Le contexte de cette élection était parsemé de complications, les tentatives de Laura Villars et Tim Mayer de contester Ben Sulayem ayant été contrecarrées par les critères d’éligibilité stricts imposés par la FIA. Villars, qui avait initialement annoncé sa candidature, s’est retrouvée dans l’incapacité de rassembler la liste nécessaire de sept vice-présidents requise pour se présenter, une règle qui a involontairement mis de côté des challengers potentiels. Cette exigence stipulait que les candidats devaient trouver des vice-présidents provenant de différentes régions du monde, y compris l’Amérique du Nord, l’Amérique du Sud et l’Europe, entre autres. Cependant, avec Fabiana Ecclestone du Brésil déjà dans l’équipe de Ben Sulayem, la porte s’est fermée pour d’autres candidats d’Amérique du Sud.

Mayer, qui a abandonné sa campagne en octobre, a exprimé de vives critiques sur le processus électoral de la FIA, accusant l’organisation de « manquer de transparence » et de perpétuer une façade de choix démocratique. Villars a intensifié la situation en engageant des actions en justice contre la FIA, contestant la légitimité de la procédure électorale. Son équipe juridique a demandé une décision d’urgence à un tribunal de Paris pour suspendre l’élection, arguant que le processus était fondamentalement vicié. Cependant, le tribunal a confirmé la décision de la FIA, permettant à l’élection de se dérouler comme prévu.

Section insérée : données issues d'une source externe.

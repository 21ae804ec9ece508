use std::env;
use std::fs;
use std::path::Path;

use anyhow::{Context, Result};
use serde::{Deserialize, Serialize};

use crate::phrases::PhraseRules;

pub const DEFAULT_PATH_PREFIX: &str = "/blog";
pub const DEFAULT_LOCALE: &str = "de";

#[derive(Debug, Clone, Deserialize, Serialize, Default, PartialEq)]
pub struct LinkerConfig {
    #[serde(default)]
    pub linker: LinkerSection,
}

#[derive(Debug, Clone, Deserialize, Serialize, Default, PartialEq)]
pub struct LinkerSection {
    pub path_prefix: Option<String>,
    pub locale: Option<String>,
    /// Extra stopwords merged into the locale defaults.
    #[serde(default)]
    pub stopwords: Vec<String>,
    /// Extra compound-single stopwords merged into the locale defaults.
    #[serde(default)]
    pub compound_stopwords: Vec<String>,
    pub min_token_len: Option<usize>,
    pub bigram_first_min: Option<usize>,
    pub bigram_second_min: Option<usize>,
    pub trigram_min: Option<usize>,
    pub compound_min: Option<usize>,
}

impl LinkerConfig {
    /// Resolve the link route prefix: env CROSSLINK_PATH_PREFIX > config >
    /// default. The trailing slash is always stripped.
    pub fn path_prefix(&self) -> String {
        if let Ok(value) = env::var("CROSSLINK_PATH_PREFIX") {
            let trimmed = value.trim().to_string();
            if !trimmed.is_empty() {
                return trimmed.trim_end_matches('/').to_string();
            }
        }
        self.linker
            .path_prefix
            .as_deref()
            .unwrap_or(DEFAULT_PATH_PREFIX)
            .trim_end_matches('/')
            .to_string()
    }

    /// Resolve the corpus locale: env CROSSLINK_LOCALE > config > default.
    pub fn locale(&self) -> String {
        if let Ok(value) = env::var("CROSSLINK_LOCALE") {
            let trimmed = value.trim().to_string();
            if !trimmed.is_empty() {
                return trimmed;
            }
        }
        self.linker
            .locale
            .clone()
            .unwrap_or_else(|| DEFAULT_LOCALE.to_string())
    }

    /// Materialize the effective phrase rules: locale defaults plus any
    /// overrides from the `[linker]` section.
    pub fn rules(&self) -> PhraseRules {
        let mut rules = PhraseRules::for_locale(&self.locale());
        for word in &self.linker.stopwords {
            rules.stopwords.insert(word.trim().to_lowercase());
        }
        for word in &self.linker.compound_stopwords {
            rules.compound_stopwords.insert(word.trim().to_lowercase());
        }
        if let Some(value) = self.linker.min_token_len {
            rules.min_token_len = value;
        }
        if let Some(value) = self.linker.bigram_first_min {
            rules.bigram_first_min = value;
        }
        if let Some(value) = self.linker.bigram_second_min {
            rules.bigram_second_min = value;
        }
        if let Some(value) = self.linker.trigram_min {
            rules.trigram_min = value;
        }
        if let Some(value) = self.linker.compound_min {
            rules.compound_min = value;
        }
        rules
    }
}

/// Load and parse a LinkerConfig from a TOML file. Returns default if the
/// file doesn't exist.
pub fn load_config(config_path: &Path) -> Result<LinkerConfig> {
    if !config_path.exists() {
        return Ok(LinkerConfig::default());
    }
    let content = fs::read_to_string(config_path)
        .with_context(|| format!("failed to read {}", config_path.display()))?;
    let parsed: LinkerConfig = toml::from_str(&content)
        .with_context(|| format!("failed to parse {}", config_path.display()))?;
    Ok(parsed)
}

En réponse à la réaction, un porte-parole de la FIA a souligné leur engagement à dialoguer avec les clubs membres sur des questions critiques liées à la fois au sport automobile et à la mobilité automobile, indiquant que l’organisation reste concentrée sur l’avenir malgré les turbulences entourant l’élection.

Alors que Ben Sulayem entame son second mandat, il sera rejoint par des figures notables telles que Malcolm Wilson OBE, Tim Shearman et Carmelo Sanz de Barros. Les implications de cette élection, en particulier la part significative des membres qui se sont abstenus de voter, soulèvent d’importantes questions sur l’état de la gouvernance au sein de la FIA et la direction future du leadership du sport automobile. Le drame est loin d’être terminé, alors que le défi juridique de Villars se poursuit, avec une audience prévue pour février 2026, garantissant que la controverse autour de cette élection résonnera dans les couloirs de la gouvernance du sport automobile pendant des années à venir.